Directions –
Having located "pub enum WebhookAck" in the records below, repeat exactly the line it is on and all subsequent lines, ending with the last.

[Collection entries]
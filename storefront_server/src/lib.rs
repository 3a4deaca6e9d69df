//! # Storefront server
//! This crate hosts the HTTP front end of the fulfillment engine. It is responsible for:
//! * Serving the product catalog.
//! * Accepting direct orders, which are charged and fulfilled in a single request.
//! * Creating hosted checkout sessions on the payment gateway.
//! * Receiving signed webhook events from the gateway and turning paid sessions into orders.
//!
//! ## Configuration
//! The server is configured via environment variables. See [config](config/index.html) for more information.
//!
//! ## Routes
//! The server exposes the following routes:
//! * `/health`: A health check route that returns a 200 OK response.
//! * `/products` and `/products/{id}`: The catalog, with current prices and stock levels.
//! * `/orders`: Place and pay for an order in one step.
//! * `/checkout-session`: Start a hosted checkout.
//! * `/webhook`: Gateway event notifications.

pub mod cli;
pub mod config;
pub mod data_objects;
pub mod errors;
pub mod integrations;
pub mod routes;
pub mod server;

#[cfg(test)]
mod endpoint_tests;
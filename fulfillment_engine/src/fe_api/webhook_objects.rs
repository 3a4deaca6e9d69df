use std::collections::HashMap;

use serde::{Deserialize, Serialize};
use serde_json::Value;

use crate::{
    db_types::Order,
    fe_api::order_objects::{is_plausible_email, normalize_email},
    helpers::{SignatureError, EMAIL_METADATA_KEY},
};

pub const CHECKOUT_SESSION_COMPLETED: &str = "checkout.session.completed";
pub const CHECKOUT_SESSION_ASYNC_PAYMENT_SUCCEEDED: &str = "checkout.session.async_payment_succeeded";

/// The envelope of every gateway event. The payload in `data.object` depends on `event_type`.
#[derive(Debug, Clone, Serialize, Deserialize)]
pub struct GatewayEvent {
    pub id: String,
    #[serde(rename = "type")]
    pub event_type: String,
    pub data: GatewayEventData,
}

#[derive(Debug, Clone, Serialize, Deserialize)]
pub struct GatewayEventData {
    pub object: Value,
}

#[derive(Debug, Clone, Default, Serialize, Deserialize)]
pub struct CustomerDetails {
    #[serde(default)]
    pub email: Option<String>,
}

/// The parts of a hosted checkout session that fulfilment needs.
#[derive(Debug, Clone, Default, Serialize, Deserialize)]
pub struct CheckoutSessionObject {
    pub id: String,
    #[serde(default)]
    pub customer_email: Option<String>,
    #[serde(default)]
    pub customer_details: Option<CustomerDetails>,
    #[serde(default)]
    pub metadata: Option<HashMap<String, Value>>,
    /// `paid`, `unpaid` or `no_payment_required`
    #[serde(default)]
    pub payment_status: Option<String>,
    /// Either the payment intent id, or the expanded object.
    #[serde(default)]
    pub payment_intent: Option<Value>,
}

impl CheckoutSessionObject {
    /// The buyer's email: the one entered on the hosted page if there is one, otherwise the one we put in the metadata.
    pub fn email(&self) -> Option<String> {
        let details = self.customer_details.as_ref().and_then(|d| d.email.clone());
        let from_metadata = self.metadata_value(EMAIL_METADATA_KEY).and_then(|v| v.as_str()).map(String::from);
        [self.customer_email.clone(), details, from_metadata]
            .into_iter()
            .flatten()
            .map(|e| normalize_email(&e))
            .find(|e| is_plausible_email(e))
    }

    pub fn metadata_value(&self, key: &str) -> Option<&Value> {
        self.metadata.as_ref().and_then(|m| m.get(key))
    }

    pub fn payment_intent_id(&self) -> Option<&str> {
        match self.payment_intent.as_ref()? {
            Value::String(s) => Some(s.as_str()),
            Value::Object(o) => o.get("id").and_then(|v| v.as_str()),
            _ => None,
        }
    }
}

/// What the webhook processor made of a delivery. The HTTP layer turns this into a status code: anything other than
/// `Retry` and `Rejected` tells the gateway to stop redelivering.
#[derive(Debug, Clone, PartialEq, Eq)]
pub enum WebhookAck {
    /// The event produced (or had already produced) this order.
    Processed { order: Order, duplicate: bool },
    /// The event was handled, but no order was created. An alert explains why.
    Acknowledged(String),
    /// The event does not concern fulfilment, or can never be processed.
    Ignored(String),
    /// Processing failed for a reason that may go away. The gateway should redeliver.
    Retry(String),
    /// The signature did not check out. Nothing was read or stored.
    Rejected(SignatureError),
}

Result of this exercise –
pub enum WebhookAck {
    /// The event produced (or had already produced) this order.
    Processed { order: Order, duplicate: bool },
    /// The event was handled, but no order was created. An alert explains why.
    Acknowledged(String),
    /// The event does not concern fulfilment, or can never be processed.
    Ignored(String),
    /// Processing failed for a reason that may go away. The gateway should redeliver.
    Retry(String),
    /// The signature did not check out. Nothing was read or stored.
    Rejected(SignatureError),
}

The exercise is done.